--- START ---

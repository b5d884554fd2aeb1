//! # thermometer-bridge
//!
//! Ambient temperature sensor bridge for web-view hosted applications.
//!
//! A host page sends `start` and `stop` actions through the bridge; the
//! plugin subscribes to the device's ambient temperature sensor, waits for
//! a first reading within a start window, and keeps streaming accepted
//! readings to the most recent caller until the sensor is stopped.
//!
//! ## Features
//!
//! - **Lifecycle state machine**: stopped, starting, running, failed to start
//! - **Accuracy gate**: only readings at medium accuracy or better are reported
//! - **Start timeout**: stale timer fires are ignored via session epochs
//! - **Serialized runtime**: one tokio task owns the plugin, all events queue to it
//! - **Listener hub**: one-shot reads, watches and streams share one sensor
//!   session, which stops when the last listener leaves
//! - **HTTP/WebSocket API**: exec channel for the embedding web view
//!
//! ## Quick Start
//!
//! ```no_run
//! use std::sync::Arc;
//! use thermometer_bridge::{runtime, ChannelCallback, SessionOptions};
//! use thermometer_bridge::simulator::{SimulatedSensorService, SimulatorSettings};
//!
//! #[tokio::main]
//! async fn main() -> thermometer_bridge::Result<()> {
//!     thermometer_bridge::logging::try_init().ok();
//!
//!     let (handle, _task) = runtime::spawn(
//!         |sink| SimulatedSensorService::new(SimulatorSettings::default(), sink),
//!         SessionOptions::default(),
//!     );
//!
//!     let (callback, mut results) = ChannelCallback::new();
//!     handle.execute("start", Arc::new(callback)).await?;
//!
//!     while let Some(result) = results.recv().await {
//!         if let Some(reading) = result.temperature() {
//!             println!("{:.1} C at {}", reading.val, reading.timestamp);
//!         }
//!     }
//!
//!     Ok(())
//! }
//! ```

pub mod api;
pub mod callback;
pub mod cli;
pub mod config;
pub mod error;
pub mod listeners;
pub mod logging;
pub mod plugin;
pub mod runtime;
pub mod sensor;
pub mod simulator;

// Re-export commonly used types
pub use callback::{CallbackContext, CallbackId, ChannelCallback, PluginResult, ResultStatus};
pub use error::{BridgeError, Result};
pub use listeners::{ListenerHub, ListenerId, ListenerMode};
pub use plugin::{Action, PluginSnapshot, ThermometerPlugin};
pub use runtime::{SensorEventSink, SessionHandle};
pub use sensor::{
    Accuracy, SensorService, SensorSession, SensorStatus, SessionOptions, SupersedePolicy,
};
pub use simulator::{SimulatedSensorService, SimulatorSettings};
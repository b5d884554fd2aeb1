//! Bridge API between the web view and the thermometer plugin.
//!
//! ## Endpoints
//!
//! - `GET /health` - Health check
//! - `GET /api/v1/` - API information
//! - `GET /api/v1/thermometer` - Session status and last accepted reading
//! - `GET /api/v1/thermometer/current` - Wait for the next reading
//! - `POST /api/v1/thermometer/{action}` - Hold (`start`) or release (`stop`) the sensor
//! - `WS /api/v1/thermometer/ws` - Exec, watch and one-shot reads over one socket
//!
//! ## Example
//!
//! ```no_run
//! use thermometer_bridge::api::{serve, AppState, ServerConfig};
//! use thermometer_bridge::{SessionOptions, SimulatorSettings};
//!
//! #[tokio::main]
//! async fn main() -> thermometer_bridge::Result<()> {
//!     let state = AppState::simulated(SimulatorSettings::default(), SessionOptions::default());
//!     serve(ServerConfig::new("127.0.0.1", 3000), state, std::future::pending()).await
//! }
//! ```

pub mod handlers;
pub mod router;
pub mod types;
pub mod websocket;

pub use handlers::AppState;
pub use router::{create_router, serve, ServerConfig};
pub use types::{ErrorResponse, ExecResponse, StatusResponse, WsMessage};
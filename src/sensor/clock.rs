//! Wall-clock source for reading timestamps.

use std::time::{SystemTime, UNIX_EPOCH};

/// Source of the timestamp attached to accepted readings.
pub trait Clock: Send {
    /// Milliseconds since the Unix epoch.
    fn now_millis(&self) -> i64;
}

/// Clock backed by the system time.
#[derive(Debug, Clone, Copy, Default)]
pub struct SystemClock;

impl Clock for SystemClock {
    fn now_millis(&self) -> i64 {
        SystemTime::now()
            .duration_since(UNIX_EPOCH)
            .map(|d| d.as_millis() as i64)
            .unwrap_or(0)
    }
}
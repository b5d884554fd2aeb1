//! Platform sensor service contract.
//!
//! These traits describe what the session consumes from the host platform:
//! a registry that can list and subscribe to sensors, and the listener
//! interface the platform calls back into.

use std::fmt;
use std::str::FromStr;
use std::time::Duration;

use serde::{Deserialize, Serialize};

use super::Accuracy;
use crate::Result;

/// Kind of hardware sensor an event or registry query refers to.
#[derive(Debug, Clone, Copy, PartialEq, Eq, Hash, Serialize, Deserialize)]
#[serde(rename_all = "snake_case")]
pub enum SensorKind {
    AmbientTemperature,
    Accelerometer,
    Light,
    Pressure,
    RelativeHumidity,
}

impl fmt::Display for SensorKind {
    fn fmt(&self, f: &mut fmt::Formatter<'_>) -> fmt::Result {
        let name = match self {
            SensorKind::AmbientTemperature => "ambient_temperature",
            SensorKind::Accelerometer => "accelerometer",
            SensorKind::Light => "light",
            SensorKind::Pressure => "pressure",
            SensorKind::RelativeHumidity => "relative_humidity",
        };
        f.write_str(name)
    }
}

/// A sensor as listed by the platform registry.
#[derive(Debug, Clone, PartialEq, Serialize)]
pub struct SensorInfo {
    pub kind: SensorKind,
    pub name: String,
    pub vendor: String,
}

impl SensorInfo {
    pub fn new(kind: SensorKind, name: impl Into<String>, vendor: impl Into<String>) -> Self {
        Self {
            kind,
            name: name.into(),
            vendor: vendor.into(),
        }
    }
}

/// Requested delivery rate for sensor events.
#[derive(Debug, Clone, Copy, PartialEq, Eq, Default, Serialize, Deserialize)]
#[serde(rename_all = "snake_case")]
pub enum SamplingRate {
    /// As fast as the hardware allows.
    Fastest,
    /// Suitable for games.
    Game,
    /// Suitable for user interface updates.
    #[default]
    Ui,
    /// Suitable for screen orientation changes.
    Normal,
}

impl SamplingRate {
    /// Nominal interval between events at this rate.
    pub fn interval(&self) -> Duration {
        match self {
            SamplingRate::Fastest => Duration::ZERO,
            SamplingRate::Game => Duration::from_millis(20),
            SamplingRate::Ui => Duration::from_millis(60),
            SamplingRate::Normal => Duration::from_millis(200),
        }
    }
}

impl FromStr for SamplingRate {
    type Err = String;

    fn from_str(s: &str) -> std::result::Result<Self, Self::Err> {
        match s.trim().to_ascii_lowercase().as_str() {
            "fastest" => Ok(SamplingRate::Fastest),
            "game" => Ok(SamplingRate::Game),
            "ui" => Ok(SamplingRate::Ui),
            "normal" => Ok(SamplingRate::Normal),
            _ => Err(format!("unknown sampling rate: {}", s)),
        }
    }
}

/// Sensor registry and subscription management offered by the platform.
///
/// A service delivers events for an active subscription to whatever
/// [`SensorListener`] it was wired to when constructed; the session only
/// controls when the subscription exists.
pub trait SensorService: Send {
    /// List all sensors of the given kind. An empty list means the device
    /// has none.
    fn list_sensors(&self, kind: SensorKind) -> Vec<SensorInfo>;

    /// Subscribe to events from `sensor` at the requested rate.
    fn subscribe(&mut self, sensor: &SensorInfo, rate: SamplingRate) -> Result<()>;

    /// Drop the active subscription, if any. Must be idempotent.
    fn unsubscribe(&mut self);
}

/// Callbacks delivered by the platform sensor service.
pub trait SensorListener {
    /// The reliability of a sensor's readings changed.
    fn on_accuracy_changed(&mut self, kind: SensorKind, accuracy: Accuracy);

    /// A sensor produced a new reading. `platform_timestamp` is the
    /// platform's own event time in nanoseconds and is informational only.
    fn on_reading_changed(&mut self, kind: SensorKind, value: f32, platform_timestamp: u64);
}

#[cfg(test)]
mod tests {
    use super::*;

    #[test]
    fn test_sampling_intervals_are_ordered() {
        assert!(SamplingRate::Fastest.interval() < SamplingRate::Game.interval());
        assert!(SamplingRate::Game.interval() < SamplingRate::Ui.interval());
        assert!(SamplingRate::Ui.interval() < SamplingRate::Normal.interval());
    }

    #[test]
    fn test_default_rate_is_ui() {
        assert_eq!(SamplingRate::default(), SamplingRate::Ui);
    }

    #[test]
    fn test_parse_rate() {
        assert_eq!("UI".parse::<SamplingRate>().unwrap(), SamplingRate::Ui);
        assert_eq!("game".parse::<SamplingRate>().unwrap(), SamplingRate::Game);
        assert!("warp".parse::<SamplingRate>().is_err());
    }

    #[test]
    fn test_rate_serde() {
        let json = serde_json::to_string(&SamplingRate::Normal).unwrap();
        assert_eq!(json, "\"normal\"");
    }

    #[test]
    fn test_kind_display() {
        assert_eq!(SensorKind::AmbientTemperature.to_string(), "ambient_temperature");
    }
}
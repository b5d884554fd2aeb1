//! Command-line interface for thermometer-bridge.
//!
//! Uses lexopt for minimal binary size overhead.

use std::ffi::OsString;
use std::net::IpAddr;
use std::path::PathBuf;

use crate::sensor::SamplingRate;

/// Command-line arguments.
#[derive(Debug, Clone, Default)]
pub struct Args {
    /// Host address to bind to, if given on the command line.
    pub host: Option<IpAddr>,
    /// Port to listen on, if given on the command line.
    pub port: Option<u16>,
    /// Path to configuration file.
    pub config: Option<PathBuf>,
    /// Log level (error, warn, info, debug, trace).
    pub log_level: Option<String>,
    /// Start timeout in milliseconds.
    pub timeout_ms: Option<u64>,
    /// Sensor sampling rate.
    pub rate: Option<SamplingRate>,
    /// Simulate a device with no ambient temperature sensor.
    pub no_sensor: bool,
    /// Fail a waiting caller when a newer start replaces it.
    pub fail_superseded: bool,
    /// Show version and exit.
    pub version: bool,
    /// Show help and exit.
    pub help: bool,
}

/// Parse command-line arguments.
pub fn parse_args() -> Result<Args, ArgsError> {
    parse_args_from(std::env::args_os())
}

/// Parse arguments from an iterator (for testing).
pub fn parse_args_from<I>(args: I) -> Result<Args, ArgsError>
where
    I: IntoIterator<Item = OsString>,
{
    use lexopt::prelude::*;

    let mut result = Args::default();
    let mut parser = lexopt::Parser::from_iter(args);

    while let Some(arg) = parser.next()? {
        match arg {
            Short('h') | Long("help") => {
                result.help = true;
            }
            Short('V') | Long("version") => {
                result.version = true;
            }
            Short('H') | Long("host") => {
                let value: String = parser.value()?.parse()?;
                result.host = Some(
                    value
                        .parse()
                        .map_err(|_| ArgsError::InvalidValue("host", value))?,
                );
            }
            Short('p') | Long("port") => {
                let value: String = parser.value()?.parse()?;
                result.port = Some(
                    value
                        .parse()
                        .map_err(|_| ArgsError::InvalidValue("port", value))?,
                );
            }
            Short('c') | Long("config") => {
                result.config = Some(parser.value()?.parse()?);
            }
            Short('l') | Long("log-level") => {
                result.log_level = Some(parser.value()?.parse()?);
            }
            Short('t') | Long("timeout-ms") => {
                let value: String = parser.value()?.parse()?;
                let ms: u64 = value
                    .parse()
                    .map_err(|_| ArgsError::InvalidValue("timeout-ms", value.clone()))?;
                if ms == 0 {
                    return Err(ArgsError::InvalidValue("timeout-ms", value));
                }
                result.timeout_ms = Some(ms);
            }
            Short('r') | Long("rate") => {
                let value: String = parser.value()?.parse()?;
                result.rate = Some(
                    value
                        .parse()
                        .map_err(|_| ArgsError::InvalidValue("rate", value))?,
                );
            }
            Long("no-sensor") => {
                result.no_sensor = true;
            }
            Long("fail-superseded") => {
                result.fail_superseded = true;
            }
            Value(val) => {
                return Err(ArgsError::UnexpectedArgument(val.to_string_lossy().into()));
            }
            _ => return Err(arg.unexpected().into()),
        }
    }

    Ok(result)
}

/// Print help message.
pub fn print_help() {
    let version = env!("CARGO_PKG_VERSION");
    println!(
        r#"thermometer-bridge {version}
Ambient temperature sensor bridge for web-view hosted applications

USAGE:
    thermometer-bridge [OPTIONS]

OPTIONS:
    -H, --host <ADDR>        Host address to bind [default: 127.0.0.1]
    -p, --port <PORT>        Port to listen on [default: 3000]
    -c, --config <FILE>      Path to configuration file (JSON)
    -l, --log-level <LVL>    Log level (error, warn, info, debug, trace)
    -t, --timeout-ms <MS>    Start timeout in milliseconds [default: 2000]
    -r, --rate <RATE>        Sampling rate: fastest, game, ui, normal [default: ui]
        --no-sensor          Simulate a device without a thermometer
        --fail-superseded    Fail a waiting caller when a newer start replaces it
    -h, --help               Print help
    -V, --version            Print version

ENVIRONMENT VARIABLES:
    THERMOMETER_BRIDGE_HOST              Host address (overrides config)
    THERMOMETER_BRIDGE_PORT              Port number (overrides config)
    THERMOMETER_BRIDGE_LOG_LEVEL         Log level (overrides config)
    THERMOMETER_BRIDGE_START_TIMEOUT_MS  Start timeout (overrides config)
    RUST_LOG                             Alternative log level setting

EXAMPLES:
    # Start with defaults (localhost:3000, simulated sensor)
    thermometer-bridge

    # Start on all interfaces with a slower sampling rate
    thermometer-bridge -H 0.0.0.0 -p 8080 --rate normal

    # Start with config file
    thermometer-bridge -c /etc/thermometer-bridge/config.json
"#
    );
}

/// Print version.
pub fn print_version() {
    println!("thermometer-bridge {}", env!("CARGO_PKG_VERSION"));
}

/// Argument parsing errors.
#[derive(Debug)]
pub enum ArgsError {
    /// Lexopt parsing error.
    Lexopt(lexopt::Error),
    /// Invalid argument value.
    InvalidValue(&'static str, String),
    /// Unexpected positional argument.
    UnexpectedArgument(String),
}

impl std::fmt::Display for ArgsError {
    fn fmt(&self, f: &mut std::fmt::Formatter<'_>) -> std::fmt::Result {
        match self {
            Self::Lexopt(e) => write!(f, "{}", e),
            Self::InvalidValue(name, value) => {
                write!(f, "invalid value for --{}: '{}'", name, value)
            }
            Self::UnexpectedArgument(arg) => {
                write!(f, "unexpected argument: '{}'", arg)
            }
        }
    }
}

impl std::error::Error for ArgsError {}

impl From<lexopt::Error> for ArgsError {
    fn from(e: lexopt::Error) -> Self {
        Self::Lexopt(e)
    }
}

#[cfg(test)]
mod tests {
    use super::*;

    fn args(args: &[&str]) -> Vec<OsString> {
        std::iter::once("thermometer-bridge")
            .chain(args.iter().copied())
            .map(OsString::from)
            .collect()
    }

    #[test]
    fn test_default_args() {
        let result = parse_args_from(args(&[])).unwrap();
        assert!(result.host.is_none());
        assert!(result.port.is_none());
        assert!(result.timeout_ms.is_none());
        assert!(!result.no_sensor);
        assert!(!result.fail_superseded);
    }

    #[test]
    fn test_host_port() {
        let result = parse_args_from(args(&["-H", "0.0.0.0", "-p", "8080"])).unwrap();
        assert_eq!(result.host, Some(IpAddr::from([0, 0, 0, 0])));
        assert_eq!(result.port, Some(8080));
    }

    #[test]
    fn test_timeout() {
        let result = parse_args_from(args(&["--timeout-ms", "1500"])).unwrap();
        assert_eq!(result.timeout_ms, Some(1500));

        assert!(parse_args_from(args(&["-t", "0"])).is_err());
        assert!(parse_args_from(args(&["-t", "soon"])).is_err());
    }

    #[test]
    fn test_rate() {
        let result = parse_args_from(args(&["-r", "game"])).unwrap();
        assert_eq!(result.rate, Some(SamplingRate::Game));
        assert!(parse_args_from(args(&["--rate", "ludicrous"])).is_err());
    }

    #[test]
    fn test_sensor_flags() {
        let result = parse_args_from(args(&["--no-sensor", "--fail-superseded"])).unwrap();
        assert!(result.no_sensor);
        assert!(result.fail_superseded);
    }

    #[test]
    fn test_help_and_version_flags() {
        assert!(parse_args_from(args(&["-h"])).unwrap().help);
        assert!(parse_args_from(args(&["--help"])).unwrap().help);
        assert!(parse_args_from(args(&["-V"])).unwrap().version);
        assert!(parse_args_from(args(&["--version"])).unwrap().version);
    }

    #[test]
    fn test_config_and_log_level() {
        let result = parse_args_from(args(&["-c", "/etc/bridge.json", "-l", "debug"])).unwrap();
        assert_eq!(result.config, Some(PathBuf::from("/etc/bridge.json")));
        assert_eq!(result.log_level, Some("debug".to_string()));
    }

    #[test]
    fn test_invalid_values() {
        assert!(parse_args_from(args(&["-p", "invalid"])).is_err());
        assert!(parse_args_from(args(&["-H", "not-an-ip"])).is_err());
        assert!(parse_args_from(args(&["stray"])).is_err());
        assert!(parse_args_from(args(&["--unknown"])).is_err());
    }
}
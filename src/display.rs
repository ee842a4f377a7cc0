//! Rendering layer; all terminal output lives here.
//!
//! Each function receives a mutable writer and an immutable view of a scene
//! and translates it into queued terminal commands. No game logic is
//! performed. Entity positions are logical 480x600 playfield pixels and get
//! scaled to the writer's `(cols, rows)` every frame.

use std::io::{self, Write};

use crossterm::{
    cursor,
    style::{self, Color, Print},
    terminal, QueueableCommand,
};

use crate::config::{HEIGHT, WIDTH};
use crate::entities::{Body, Costume, ExplosionKind};
use crate::play::PlayScene;
use crate::scene::{GameOverScene, MenuScene, MessageColor};

// ── Colour palette ────────────────────────────────────────────────────────────

const C_CANNON: Color = Color::White;
const C_BULLET: Color = Color::Cyan;
const C_ALIEN: Color = Color::Green;
const C_EXPLOSION: Color = Color::Yellow;
const C_SCORE: Color = Color::Yellow;
const C_TITLE: Color = Color::Cyan;
const C_HINT: Color = Color::DarkGrey;

// ── Sprites ───────────────────────────────────────────────────────────────────

const SPRITE_CANNON: &str = "▄█▄";
const SPRITE_BULLET: &str = "│";
const SPRITE_ALIEN_OPEN: &str = "/O\\";
const SPRITE_ALIEN_CLOSED: &str = "\\O/";
const SPRITE_EXPLOSION_ALIEN: &str = "✶";
const SPRITE_EXPLOSION_CANNON: &str = "✺";

// ── Coordinate scaling ────────────────────────────────────────────────────────

/// Maps a logical playfield point to a terminal cell, clamped inside the
/// drawable area.
fn cell(x: f32, y: f32, size: (u16, u16)) -> (u16, u16) {
    let (cols, rows) = size;
    let cx = (x * cols as f32 / WIDTH) as i32;
    let cy = (y * rows as f32 / HEIGHT) as i32;
    (
        cx.clamp(0, cols.saturating_sub(1) as i32) as u16,
        cy.clamp(0, rows.saturating_sub(1) as i32) as u16,
    )
}

fn row_of(y: f32, rows: u16) -> u16 {
    let row = (y * rows as f32 / HEIGHT) as i32;
    row.clamp(0, rows.saturating_sub(1) as i32) as u16
}

// ── Drawing helpers ───────────────────────────────────────────────────────────

fn draw_sprite<W: Write>(
    out: &mut W,
    body: &Body,
    sprite: &str,
    color: Color,
    size: (u16, u16),
) -> io::Result<()> {
    let (cx, cy) = cell(body.x, body.y, size);
    let col = cx.saturating_sub(sprite.chars().count() as u16 / 2);
    out.queue(cursor::MoveTo(col, cy))?;
    out.queue(style::SetForegroundColor(color))?;
    out.queue(Print(sprite))?;
    Ok(())
}

fn draw_text_centered<W: Write>(
    out: &mut W,
    row: u16,
    text: &str,
    color: Color,
    cols: u16,
) -> io::Result<()> {
    let col = (cols / 2).saturating_sub(text.chars().count() as u16 / 2);
    out.queue(cursor::MoveTo(col, row))?;
    out.queue(style::SetForegroundColor(color))?;
    out.queue(Print(text))?;
    Ok(())
}

fn finish_frame<W: Write>(out: &mut W, rows: u16) -> io::Result<()> {
    out.queue(style::ResetColor)?;
    out.queue(cursor::MoveTo(0, rows.saturating_sub(1)))?;
    out.flush()
}

fn message_color(color: MessageColor) -> Color {
    match color {
        MessageColor::Cyan => Color::Cyan,
        MessageColor::Red => Color::Red,
    }
}

fn alien_sprite(costume: Costume) -> &'static str {
    match costume {
        Costume::Open => SPRITE_ALIEN_OPEN,
        Costume::Closed => SPRITE_ALIEN_CLOSED,
    }
}

// ── Scene renderers ───────────────────────────────────────────────────────────

/// Title screen: game name, one of each sprite, and the start hint.
pub fn draw_menu<W: Write>(out: &mut W, scene: &MenuScene, size: (u16, u16)) -> io::Result<()> {
    let (cols, rows) = size;
    out.queue(terminal::Clear(terminal::ClearType::All))?;

    draw_text_centered(out, row_of(40.0, rows), "S P A C E", C_TITLE, cols)?;
    draw_text_centered(out, row_of(100.0, rows), "I N V A D E R S", C_TITLE, cols)?;

    draw_sprite(out, &scene.cannon.body, SPRITE_CANNON, C_CANNON, size)?;
    draw_sprite(out, &scene.bullet.body, SPRITE_BULLET, C_BULLET, size)?;
    draw_sprite(
        out,
        &scene.alien.body,
        alien_sprite(scene.alien.costume),
        C_ALIEN,
        size,
    )?;

    draw_text_centered(out, row_of(520.0, rows), "PRESS 'S' TO START", C_HINT, cols)?;
    finish_frame(out, rows)
}

/// One frame of the running game: every live entity plus the score line.
pub fn draw_play<W: Write>(out: &mut W, scene: &PlayScene, size: (u16, u16)) -> io::Result<()> {
    let (_, rows) = size;
    out.queue(terminal::Clear(terminal::ClearType::All))?;

    draw_sprite(out, &scene.cannon.body, SPRITE_CANNON, C_CANNON, size)?;
    for bullet in &scene.bullets {
        draw_sprite(out, &bullet.body, SPRITE_BULLET, C_BULLET, size)?;
    }
    for alien in &scene.aliens {
        draw_sprite(out, &alien.body, alien_sprite(alien.costume), C_ALIEN, size)?;
    }
    for explosion in &scene.explosions {
        let sprite = match explosion.kind {
            ExplosionKind::Cannon => SPRITE_EXPLOSION_CANNON,
            ExplosionKind::Alien => SPRITE_EXPLOSION_ALIEN,
        };
        draw_sprite(out, &explosion.body, sprite, C_EXPLOSION, size)?;
    }

    out.queue(cursor::MoveTo(1, 0))?;
    out.queue(style::SetForegroundColor(C_SCORE))?;
    out.queue(Print(format!("SCORE: {}", scene.score)))?;

    finish_frame(out, rows)
}

/// End screen with the win/loss message in its handed-off color.
pub fn draw_game_over<W: Write>(
    out: &mut W,
    scene: &GameOverScene,
    size: (u16, u16),
) -> io::Result<()> {
    let (cols, rows) = size;
    out.queue(terminal::Clear(terminal::ClearType::All))?;

    draw_text_centered(out, row_of(40.0, rows), "G A M E", C_TITLE, cols)?;
    draw_text_centered(out, row_of(120.0, rows), "O V E R", C_TITLE, cols)?;
    draw_text_centered(
        out,
        row_of(300.0, rows),
        scene.message,
        message_color(scene.color),
        cols,
    )?;
    draw_text_centered(
        out,
        row_of(520.0, rows),
        "PRESS 'S' TO PLAY AGAIN",
        C_HINT,
        cols,
    )?;
    finish_frame(out, rows)
}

--- END ---

# [The problem]
Each line of the data above that contains the string "PlayScene" should be counted; give only the total.

# [Written solution]
2